---------- PROVIDED ENTRIES ----------

use std::cell::Cell;
use std::path::PathBuf;
use std::sync::Once;

use glasspane_core::menu::MenuEntry;
use glasspane_core::{Command, CursorKind, HostResult, OverlayHost, Point, Rect, SurfaceId, WindowStyle};
use windows::Win32::Foundation::{COLORREF, HWND, LPARAM, LRESULT, POINT, RECT, WPARAM};
use windows::Win32::System::LibraryLoader::GetModuleHandleW;
use windows::Win32::System::Threading::GetCurrentThreadId;
use windows::Win32::UI::WindowsAndMessaging::{
    CreateWindowExW, DefWindowProcW, DestroyWindow, GA_ROOT, GUI_INMENUMODE, GUI_POPUPMENUMODE,
    GUITHREADINFO, GW_CHILD, GWL_EXSTYLE, GetAncestor, GetClientRect, GetGUIThreadInfo, GetWindow,
    GetWindowLongPtrW, GetWindowRect, HTCLIENT, HWND_TOPMOST, IDC_ARROW, IDC_SIZENESW,
    IDC_SIZENS, IDC_SIZENWSE, IDC_SIZEWE, IsWindowVisible, LWA_ALPHA, LoadCursorW, MB_ICONWARNING,
    MB_OK, MessageBoxW, MoveWindow, PostQuitMessage, RegisterClassW, SW_SHOWNORMAL,
    SWP_FRAMECHANGED, SWP_NOACTIVATE, SWP_NOMOVE, SWP_NOSIZE, SWP_NOZORDER, SetCursor,
    SetLayeredWindowAttributes, SetWindowLongPtrW, SetWindowPos, SetWindowTextW, ShowWindow,
    WINDOW_EX_STYLE, WM_DESTROY, WM_NCCALCSIZE, WM_NCHITTEST, WM_SETCURSOR, WM_SIZE, WNDCLASSW,
    WS_CLIPCHILDREN, WS_EX_LAYERED, WS_EX_TOPMOST, WS_EX_TRANSPARENT, WS_POPUP, WS_THICKFRAME,
    WindowFromPoint,
};
use windows::core::{HSTRING, PCWSTR, w};

use crate::{dialog, menu};

const CLASS_NAME: PCWSTR = w!("GlasspaneOverlay");
static REGISTER_CLASS: Once = Once::new();

thread_local! {
    // Read by the window procedure on WM_SETCURSOR.
    static CURSOR: Cell<CursorKind> = const { Cell::new(CursorKind::Arrow) };
}

/// The overlay's top-level window.
///
/// A borderless popup that keeps `WS_THICKFRAME` so the system sizing loop
/// still works, with the frame hidden by answering `WM_NCCALCSIZE` with an
/// empty non-client area. All pointer handling happens in the pump, so the
/// window reports its whole surface as client area.
pub struct OverlayWindow {
    hwnd: HWND,
    alpha: Cell<u8>,
}

impl OverlayWindow {
    /// Creates the window hidden, topmost, and layered at full opacity.
    pub fn create(rect: &Rect, title: &str) -> HostResult<Self> {
        // SAFETY: standard class registration and window creation on the
        // calling thread, which becomes the UI thread.
        let hwnd = unsafe {
            let instance = GetModuleHandleW(None)?;
            REGISTER_CLASS.call_once(|| {
                let wc = WNDCLASSW {
                    lpfnWndProc: Some(overlay_proc),
                    hInstance: instance.into(),
                    lpszClassName: CLASS_NAME,
                    ..Default::default()
                };
                RegisterClassW(&wc);
            });

            CreateWindowExW(
                WS_EX_TOPMOST | WS_EX_LAYERED,
                CLASS_NAME,
                &HSTRING::from(title),
                WS_POPUP | WS_THICKFRAME | WS_CLIPCHILDREN,
                rect.left,
                rect.top,
                rect.width(),
                rect.height(),
                None,
                None,
                Some(instance.into()),
                None,
            )?
        };

        let window = Self {
            hwnd,
            alpha: Cell::new(u8::MAX),
        };
        // A layered window stays invisible until its attributes are set.
        window.apply_alpha()?;
        glasspane_core::log_debug!("created overlay 0x{:X} at {rect:?}", hwnd.0 as usize);
        Ok(window)
    }

    pub fn hwnd(&self) -> HWND {
        self.hwnd
    }

    pub fn show(&self) {
        // SAFETY: plain show call on a window this struct owns.
        unsafe {
            let _ = ShowWindow(self.hwnd, SW_SHOWNORMAL);
        }
    }

    fn ex_style(&self) -> u32 {
        // SAFETY: reads a style long from a valid window.
        unsafe { GetWindowLongPtrW(self.hwnd, GWL_EXSTYLE) as u32 }
    }

    fn apply_alpha(&self) -> HostResult<()> {
        // SAFETY: the window carries WS_EX_LAYERED whenever this is called.
        unsafe { SetLayeredWindowAttributes(self.hwnd, COLORREF(0), self.alpha.get(), LWA_ALPHA)? };
        Ok(())
    }
}

impl Drop for OverlayWindow {
    fn drop(&mut self) {
        // SAFETY: destroys the window this struct created.
        unsafe {
            let _ = DestroyWindow(self.hwnd);
        }
    }
}

impl OverlayHost for OverlayWindow {
    fn surface(&self) -> SurfaceId {
        SurfaceId(self.hwnd.0 as usize)
    }

    fn rect(&self) -> HostResult<Rect> {
        let mut r = RECT::default();
        // SAFETY: writes into a local RECT.
        unsafe { GetWindowRect(self.hwnd, &mut r)? };
        Ok(Rect::new(r.left, r.top, r.right, r.bottom))
    }

    fn set_rect(&self, rect: &Rect) -> HostResult<()> {
        // SAFETY: moves and sizes a window this struct owns.
        unsafe {
            SetWindowPos(
                self.hwnd,
                None,
                rect.left,
                rect.top,
                rect.width(),
                rect.height(),
                SWP_NOZORDER | SWP_NOACTIVATE,
            )?
        };
        Ok(())
    }

    fn window_style(&self) -> HostResult<WindowStyle> {
        let ex = self.ex_style();
        Ok(WindowStyle {
            layered: ex & WS_EX_LAYERED.0 != 0,
            input_transparent: ex & WS_EX_TRANSPARENT.0 != 0,
        })
    }

    fn set_window_style(&self, style: WindowStyle) -> HostResult<()> {
        let before = self.ex_style();
        let after = with_bit(
            with_bit(before, WS_EX_LAYERED, style.layered),
            WS_EX_TRANSPARENT,
            style.input_transparent,
        );
        if after == before {
            return Ok(());
        }

        // SAFETY: only the two managed bits differ from the current style.
        unsafe { SetWindowLongPtrW(self.hwnd, GWL_EXSTYLE, after as isize) };
        if self.ex_style() != after {
            return Err(format!("extended style 0x{after:08X} was not applied").into());
        }
        if style.layered && before & WS_EX_LAYERED.0 == 0 {
            self.apply_alpha()?;
        }
        Ok(())
    }

    fn bring_to_topmost(&self) -> HostResult<()> {
        // SAFETY: z-order change only; FRAMECHANGED makes style edits stick.
        unsafe {
            SetWindowPos(
                self.hwnd,
                Some(HWND_TOPMOST),
                0,
                0,
                0,
                0,
                SWP_NOMOVE | SWP_NOSIZE | SWP_NOACTIVATE | SWP_FRAMECHANGED,
            )?
        };
        Ok(())
    }

    fn is_visible(&self) -> bool {
        // SAFETY: simple query.
        unsafe { IsWindowVisible(self.hwnd).as_bool() }
    }

    fn popup_active(&self) -> bool {
        let mut info = GUITHREADINFO {
            cbSize: size_of::<GUITHREADINFO>() as u32,
            ..Default::default()
        };
        // SAFETY: `info` is a correctly sized local struct.
        if unsafe { GetGUIThreadInfo(GetCurrentThreadId(), &mut info) }.is_err() {
            return false;
        }
        info.flags.0 & (GUI_INMENUMODE.0 | GUI_POPUPMENUMODE.0) != 0
    }

    fn root_surface_at(&self, point: Point) -> Option<SurfaceId> {
        // SAFETY: pure hit-test queries.
        let root = unsafe {
            let hit = WindowFromPoint(POINT {
                x: point.x,
                y: point.y,
            });
            if hit.is_invalid() {
                return None;
            }
            GetAncestor(hit, GA_ROOT)
        };
        (!root.is_invalid()).then(|| SurfaceId(root.0 as usize))
    }

    fn set_cursor(&self, cursor: CursorKind) {
        CURSOR.with(|c| c.set(cursor));
        apply_cursor(cursor);
    }

    fn set_opacity(&self, opacity: f64) -> HostResult<()> {
        self.alpha.set((opacity.clamp(0.0, 1.0) * 255.0).round() as u8);
        if self.ex_style() & WS_EX_LAYERED.0 == 0 {
            let style = WindowStyle {
                layered: true,
                ..self.window_style()?
            };
            return self.set_window_style(style);
        }
        self.apply_alpha()
    }

    fn set_title(&self, title: &str) {
        // SAFETY: copies the string into the window's caption.
        unsafe {
            let _ = SetWindowTextW(self.hwnd, &HSTRING::from(title));
        }
    }

    fn show_context_menu(&self, at: Point, entries: &[MenuEntry]) -> Option<Command> {
        menu::show(self.hwnd, at, entries)
    }

    fn pick_file(&self) -> Option<PathBuf> {
        dialog::open_html_file()
    }

    fn prompt_url(&self) -> Option<String> {
        dialog::url_from_clipboard(self.hwnd)
    }

    fn notify(&self, title: &str, message: &str) {
        // SAFETY: modal message box owned by the overlay.
        unsafe {
            MessageBoxW(
                Some(self.hwnd),
                &HSTRING::from(message),
                &HSTRING::from(title),
                MB_OK | MB_ICONWARNING,
            );
        }
    }

    fn request_quit(&self) {
        // SAFETY: posts WM_QUIT to this thread's queue.
        unsafe { PostQuitMessage(0) };
    }
}

fn with_bit(style: u32, bit: WINDOW_EX_STYLE, on: bool) -> u32 {
    if on { style | bit.0 } else { style & !bit.0 }
}

fn apply_cursor(cursor: CursorKind) {
    let id = match cursor {
        CursorKind::Arrow => IDC_ARROW,
        CursorKind::ResizeHorizontal => IDC_SIZEWE,
        CursorKind::ResizeVertical => IDC_SIZENS,
        CursorKind::ResizeNwSe => IDC_SIZENWSE,
        CursorKind::ResizeNeSw => IDC_SIZENESW,
    };
    // SAFETY: system cursors are shared and never freed.
    unsafe {
        if let Ok(handle) = LoadCursorW(None, id) {
            SetCursor(Some(handle));
        }
    }
}

unsafe extern "system" fn overlay_proc(
    hwnd: HWND,
    msg: u32,
    wparam: WPARAM,
    lparam: LPARAM,
) -> LRESULT {
    match msg {
        // No non-client area: the frame exists only for the sizing loop.
        WM_NCCALCSIZE if wparam.0 != 0 => LRESULT(0),
        WM_NCHITTEST => LRESULT(HTCLIENT as isize),
        WM_SETCURSOR if (lparam.0 & 0xFFFF) as u32 == HTCLIENT => {
            apply_cursor(CURSOR.with(Cell::get));
            LRESULT(1)
        }
        WM_SIZE => {
            fit_child(hwnd);
            LRESULT(0)
        }
        WM_DESTROY => {
            unsafe { PostQuitMessage(0) };
            LRESULT(0)
        }
        _ => unsafe { DefWindowProcW(hwnd, msg, wparam, lparam) },
    }
}

/// Stretches the content child over the whole client area.
fn fit_child(hwnd: HWND) {
    // SAFETY: queries and moves a child of `hwnd`.
    unsafe {
        let Ok(child) = GetWindow(hwnd, GW_CHILD) else {
            return;
        };
        let mut client = RECT::default();
        if GetClientRect(hwnd, &mut client).is_ok() {
            let _ = MoveWindow(child, 0, 0, client.right, client.bottom, true);
        }
    }
}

----------

### EXERCISE DESCRIPTION:
Lines holding "owns" in the material above: report their number and nothing else.

### TASK OUTPUT:
2